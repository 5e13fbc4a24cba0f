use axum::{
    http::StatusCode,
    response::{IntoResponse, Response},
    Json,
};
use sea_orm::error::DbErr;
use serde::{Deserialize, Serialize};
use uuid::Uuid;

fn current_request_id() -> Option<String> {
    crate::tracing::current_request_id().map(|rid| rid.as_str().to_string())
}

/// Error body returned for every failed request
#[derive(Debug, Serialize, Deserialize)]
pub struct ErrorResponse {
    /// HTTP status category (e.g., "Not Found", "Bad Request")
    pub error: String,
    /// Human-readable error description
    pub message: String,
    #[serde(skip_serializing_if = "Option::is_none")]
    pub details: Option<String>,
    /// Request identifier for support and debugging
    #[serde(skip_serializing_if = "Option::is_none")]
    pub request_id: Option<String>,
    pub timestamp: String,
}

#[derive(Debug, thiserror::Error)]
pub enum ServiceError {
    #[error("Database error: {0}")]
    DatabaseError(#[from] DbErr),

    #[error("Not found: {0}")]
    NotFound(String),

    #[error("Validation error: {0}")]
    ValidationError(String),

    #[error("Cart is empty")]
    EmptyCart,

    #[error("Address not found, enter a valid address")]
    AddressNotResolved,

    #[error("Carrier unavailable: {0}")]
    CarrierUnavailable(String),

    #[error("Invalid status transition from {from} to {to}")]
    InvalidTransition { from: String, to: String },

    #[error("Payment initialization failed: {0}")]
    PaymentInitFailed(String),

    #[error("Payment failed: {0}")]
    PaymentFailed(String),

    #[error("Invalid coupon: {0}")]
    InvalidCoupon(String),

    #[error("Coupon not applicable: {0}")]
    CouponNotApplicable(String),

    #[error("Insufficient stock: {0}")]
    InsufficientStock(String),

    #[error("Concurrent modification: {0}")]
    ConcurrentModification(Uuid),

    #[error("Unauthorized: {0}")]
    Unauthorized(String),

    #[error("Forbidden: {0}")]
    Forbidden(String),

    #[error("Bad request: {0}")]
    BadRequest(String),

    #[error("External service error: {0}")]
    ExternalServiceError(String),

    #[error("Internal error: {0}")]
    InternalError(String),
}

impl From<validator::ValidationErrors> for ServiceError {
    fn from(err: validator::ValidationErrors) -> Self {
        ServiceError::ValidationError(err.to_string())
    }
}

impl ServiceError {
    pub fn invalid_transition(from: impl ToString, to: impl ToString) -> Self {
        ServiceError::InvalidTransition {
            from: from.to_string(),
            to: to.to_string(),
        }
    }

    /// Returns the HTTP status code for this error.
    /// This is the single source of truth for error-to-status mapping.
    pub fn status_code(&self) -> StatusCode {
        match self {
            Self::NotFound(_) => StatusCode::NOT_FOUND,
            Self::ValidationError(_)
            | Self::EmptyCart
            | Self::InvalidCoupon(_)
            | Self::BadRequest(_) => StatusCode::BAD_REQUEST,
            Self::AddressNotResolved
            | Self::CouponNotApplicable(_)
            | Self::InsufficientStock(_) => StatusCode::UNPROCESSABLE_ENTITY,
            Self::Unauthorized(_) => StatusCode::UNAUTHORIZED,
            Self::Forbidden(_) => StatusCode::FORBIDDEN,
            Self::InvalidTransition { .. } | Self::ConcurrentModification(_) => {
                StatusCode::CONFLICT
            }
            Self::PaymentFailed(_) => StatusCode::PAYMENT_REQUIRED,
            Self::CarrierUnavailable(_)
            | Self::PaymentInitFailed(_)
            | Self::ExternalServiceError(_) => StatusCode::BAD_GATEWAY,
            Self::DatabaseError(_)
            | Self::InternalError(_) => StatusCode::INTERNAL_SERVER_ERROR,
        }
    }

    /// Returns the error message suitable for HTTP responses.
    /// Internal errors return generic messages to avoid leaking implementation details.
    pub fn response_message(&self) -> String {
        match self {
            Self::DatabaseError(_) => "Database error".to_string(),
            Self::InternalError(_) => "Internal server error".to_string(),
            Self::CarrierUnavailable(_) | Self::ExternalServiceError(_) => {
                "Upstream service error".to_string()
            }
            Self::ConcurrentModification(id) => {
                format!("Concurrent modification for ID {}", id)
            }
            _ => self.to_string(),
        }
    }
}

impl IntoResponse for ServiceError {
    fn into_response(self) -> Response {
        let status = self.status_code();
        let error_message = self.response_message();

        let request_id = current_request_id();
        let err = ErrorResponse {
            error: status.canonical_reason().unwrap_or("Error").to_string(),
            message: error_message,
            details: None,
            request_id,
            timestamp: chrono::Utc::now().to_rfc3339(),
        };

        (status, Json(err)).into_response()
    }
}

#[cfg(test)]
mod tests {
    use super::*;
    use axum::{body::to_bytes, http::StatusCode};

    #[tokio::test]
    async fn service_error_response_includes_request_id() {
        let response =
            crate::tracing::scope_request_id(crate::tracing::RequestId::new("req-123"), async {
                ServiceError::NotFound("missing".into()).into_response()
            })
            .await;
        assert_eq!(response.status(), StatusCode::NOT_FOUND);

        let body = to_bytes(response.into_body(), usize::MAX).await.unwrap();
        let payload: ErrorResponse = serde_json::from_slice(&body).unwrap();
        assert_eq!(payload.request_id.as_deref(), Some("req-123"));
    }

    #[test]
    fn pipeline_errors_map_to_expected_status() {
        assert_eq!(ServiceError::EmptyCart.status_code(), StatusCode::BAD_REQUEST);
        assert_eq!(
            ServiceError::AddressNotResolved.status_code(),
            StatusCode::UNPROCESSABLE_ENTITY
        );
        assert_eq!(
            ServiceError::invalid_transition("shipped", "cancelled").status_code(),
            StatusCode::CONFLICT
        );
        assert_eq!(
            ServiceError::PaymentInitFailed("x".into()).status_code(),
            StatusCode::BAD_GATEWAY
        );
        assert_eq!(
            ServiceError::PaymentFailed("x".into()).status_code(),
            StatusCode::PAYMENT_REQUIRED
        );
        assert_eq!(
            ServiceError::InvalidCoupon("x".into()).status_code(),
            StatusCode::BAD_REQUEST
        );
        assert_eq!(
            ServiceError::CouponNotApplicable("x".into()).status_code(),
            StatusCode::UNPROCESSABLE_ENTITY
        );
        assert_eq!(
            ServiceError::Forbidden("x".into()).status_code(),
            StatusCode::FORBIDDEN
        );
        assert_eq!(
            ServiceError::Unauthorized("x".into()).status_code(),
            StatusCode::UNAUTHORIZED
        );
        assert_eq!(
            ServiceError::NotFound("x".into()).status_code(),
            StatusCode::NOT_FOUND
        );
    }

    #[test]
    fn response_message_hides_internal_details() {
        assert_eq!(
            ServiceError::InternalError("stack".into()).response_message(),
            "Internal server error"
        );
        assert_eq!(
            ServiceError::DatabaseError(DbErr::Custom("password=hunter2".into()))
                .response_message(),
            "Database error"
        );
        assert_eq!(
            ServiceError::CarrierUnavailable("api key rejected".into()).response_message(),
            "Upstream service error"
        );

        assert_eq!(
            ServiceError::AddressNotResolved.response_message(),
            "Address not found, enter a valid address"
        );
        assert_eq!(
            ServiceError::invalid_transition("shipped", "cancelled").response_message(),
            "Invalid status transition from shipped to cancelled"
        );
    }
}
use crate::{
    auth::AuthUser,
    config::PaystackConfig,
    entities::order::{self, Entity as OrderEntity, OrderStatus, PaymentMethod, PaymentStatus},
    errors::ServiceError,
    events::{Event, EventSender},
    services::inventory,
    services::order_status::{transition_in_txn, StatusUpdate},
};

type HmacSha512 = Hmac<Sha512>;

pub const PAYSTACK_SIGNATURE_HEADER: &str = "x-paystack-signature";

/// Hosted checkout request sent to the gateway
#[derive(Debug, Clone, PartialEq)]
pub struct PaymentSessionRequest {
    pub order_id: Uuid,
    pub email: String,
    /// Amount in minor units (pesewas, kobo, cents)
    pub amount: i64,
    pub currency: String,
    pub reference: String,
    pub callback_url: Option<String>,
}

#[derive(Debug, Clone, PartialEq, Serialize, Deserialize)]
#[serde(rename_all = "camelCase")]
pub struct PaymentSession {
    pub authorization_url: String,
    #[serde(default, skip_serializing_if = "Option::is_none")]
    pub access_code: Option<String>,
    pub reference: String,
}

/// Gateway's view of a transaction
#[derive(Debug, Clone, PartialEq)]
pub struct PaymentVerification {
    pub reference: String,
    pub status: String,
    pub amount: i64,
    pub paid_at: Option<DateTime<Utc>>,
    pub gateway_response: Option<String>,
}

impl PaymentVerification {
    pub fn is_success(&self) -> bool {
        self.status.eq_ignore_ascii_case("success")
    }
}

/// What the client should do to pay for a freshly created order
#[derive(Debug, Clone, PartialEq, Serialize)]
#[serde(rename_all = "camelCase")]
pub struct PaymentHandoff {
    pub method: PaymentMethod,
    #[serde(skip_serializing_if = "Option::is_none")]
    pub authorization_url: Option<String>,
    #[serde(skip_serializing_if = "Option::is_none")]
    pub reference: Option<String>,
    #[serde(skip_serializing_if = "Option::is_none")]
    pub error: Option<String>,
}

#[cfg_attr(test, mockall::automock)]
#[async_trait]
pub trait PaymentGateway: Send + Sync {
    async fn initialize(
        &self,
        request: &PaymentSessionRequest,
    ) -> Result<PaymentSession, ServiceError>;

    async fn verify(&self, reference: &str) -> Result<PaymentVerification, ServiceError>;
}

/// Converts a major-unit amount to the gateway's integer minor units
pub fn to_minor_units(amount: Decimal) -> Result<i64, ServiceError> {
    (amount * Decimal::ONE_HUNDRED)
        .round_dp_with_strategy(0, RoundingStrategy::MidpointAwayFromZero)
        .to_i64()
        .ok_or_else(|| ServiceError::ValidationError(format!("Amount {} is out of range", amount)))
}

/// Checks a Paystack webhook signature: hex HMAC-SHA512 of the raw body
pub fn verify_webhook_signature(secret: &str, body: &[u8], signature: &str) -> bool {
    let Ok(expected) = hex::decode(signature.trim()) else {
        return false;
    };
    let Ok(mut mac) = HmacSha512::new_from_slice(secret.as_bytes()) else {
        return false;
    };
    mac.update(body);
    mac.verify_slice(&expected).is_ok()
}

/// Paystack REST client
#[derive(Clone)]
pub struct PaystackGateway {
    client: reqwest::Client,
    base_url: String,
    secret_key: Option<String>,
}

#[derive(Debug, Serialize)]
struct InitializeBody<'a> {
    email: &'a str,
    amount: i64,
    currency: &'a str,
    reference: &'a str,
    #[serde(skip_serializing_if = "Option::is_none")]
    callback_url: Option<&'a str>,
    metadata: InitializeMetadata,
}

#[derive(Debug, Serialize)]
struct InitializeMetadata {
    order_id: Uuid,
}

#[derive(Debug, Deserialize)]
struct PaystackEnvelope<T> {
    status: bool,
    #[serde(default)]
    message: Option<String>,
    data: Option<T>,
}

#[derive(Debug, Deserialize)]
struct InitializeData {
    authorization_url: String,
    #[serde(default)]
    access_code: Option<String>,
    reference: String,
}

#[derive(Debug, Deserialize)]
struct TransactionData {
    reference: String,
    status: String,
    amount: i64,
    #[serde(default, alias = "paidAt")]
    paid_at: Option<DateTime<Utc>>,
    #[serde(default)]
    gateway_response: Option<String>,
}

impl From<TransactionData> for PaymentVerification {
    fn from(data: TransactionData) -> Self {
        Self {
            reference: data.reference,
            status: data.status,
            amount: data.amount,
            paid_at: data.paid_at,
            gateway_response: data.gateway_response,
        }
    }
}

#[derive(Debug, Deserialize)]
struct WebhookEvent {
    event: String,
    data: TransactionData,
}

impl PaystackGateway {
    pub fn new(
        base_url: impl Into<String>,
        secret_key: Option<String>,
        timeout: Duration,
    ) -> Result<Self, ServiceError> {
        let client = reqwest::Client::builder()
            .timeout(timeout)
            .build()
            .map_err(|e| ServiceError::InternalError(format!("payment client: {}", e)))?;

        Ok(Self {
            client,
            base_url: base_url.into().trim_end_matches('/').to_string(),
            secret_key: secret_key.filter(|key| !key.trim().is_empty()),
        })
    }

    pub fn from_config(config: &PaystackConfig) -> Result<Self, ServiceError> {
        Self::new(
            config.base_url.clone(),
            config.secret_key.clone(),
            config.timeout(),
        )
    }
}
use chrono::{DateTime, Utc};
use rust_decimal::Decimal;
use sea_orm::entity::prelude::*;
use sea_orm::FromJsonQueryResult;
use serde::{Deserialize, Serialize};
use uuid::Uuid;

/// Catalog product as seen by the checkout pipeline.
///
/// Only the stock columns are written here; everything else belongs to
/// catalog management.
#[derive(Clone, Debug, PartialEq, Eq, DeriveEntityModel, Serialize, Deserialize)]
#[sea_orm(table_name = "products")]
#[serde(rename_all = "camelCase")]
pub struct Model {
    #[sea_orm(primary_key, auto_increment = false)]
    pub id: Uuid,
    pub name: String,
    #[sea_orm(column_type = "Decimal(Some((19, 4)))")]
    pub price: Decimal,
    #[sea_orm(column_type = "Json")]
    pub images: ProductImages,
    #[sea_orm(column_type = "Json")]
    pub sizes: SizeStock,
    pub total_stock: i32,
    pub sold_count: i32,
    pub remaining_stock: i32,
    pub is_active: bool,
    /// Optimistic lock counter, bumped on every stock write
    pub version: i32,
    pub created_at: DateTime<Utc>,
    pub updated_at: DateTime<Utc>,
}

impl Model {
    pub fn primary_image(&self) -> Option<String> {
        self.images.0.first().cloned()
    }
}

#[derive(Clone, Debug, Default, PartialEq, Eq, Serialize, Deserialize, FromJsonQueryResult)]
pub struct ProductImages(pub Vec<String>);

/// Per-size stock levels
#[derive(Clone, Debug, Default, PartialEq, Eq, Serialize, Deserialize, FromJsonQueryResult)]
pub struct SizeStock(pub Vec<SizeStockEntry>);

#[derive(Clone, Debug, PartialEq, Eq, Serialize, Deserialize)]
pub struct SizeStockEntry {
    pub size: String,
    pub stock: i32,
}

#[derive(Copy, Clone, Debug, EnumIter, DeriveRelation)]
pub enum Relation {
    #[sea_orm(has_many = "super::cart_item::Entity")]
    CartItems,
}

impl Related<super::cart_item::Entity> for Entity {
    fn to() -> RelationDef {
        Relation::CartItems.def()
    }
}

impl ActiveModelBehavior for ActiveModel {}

----------

### Aim of the task
Taking the listing above as a whole, state how many of its lines hold the string "PaystackConfig". No other output is permitted.

### Solution to this problem
2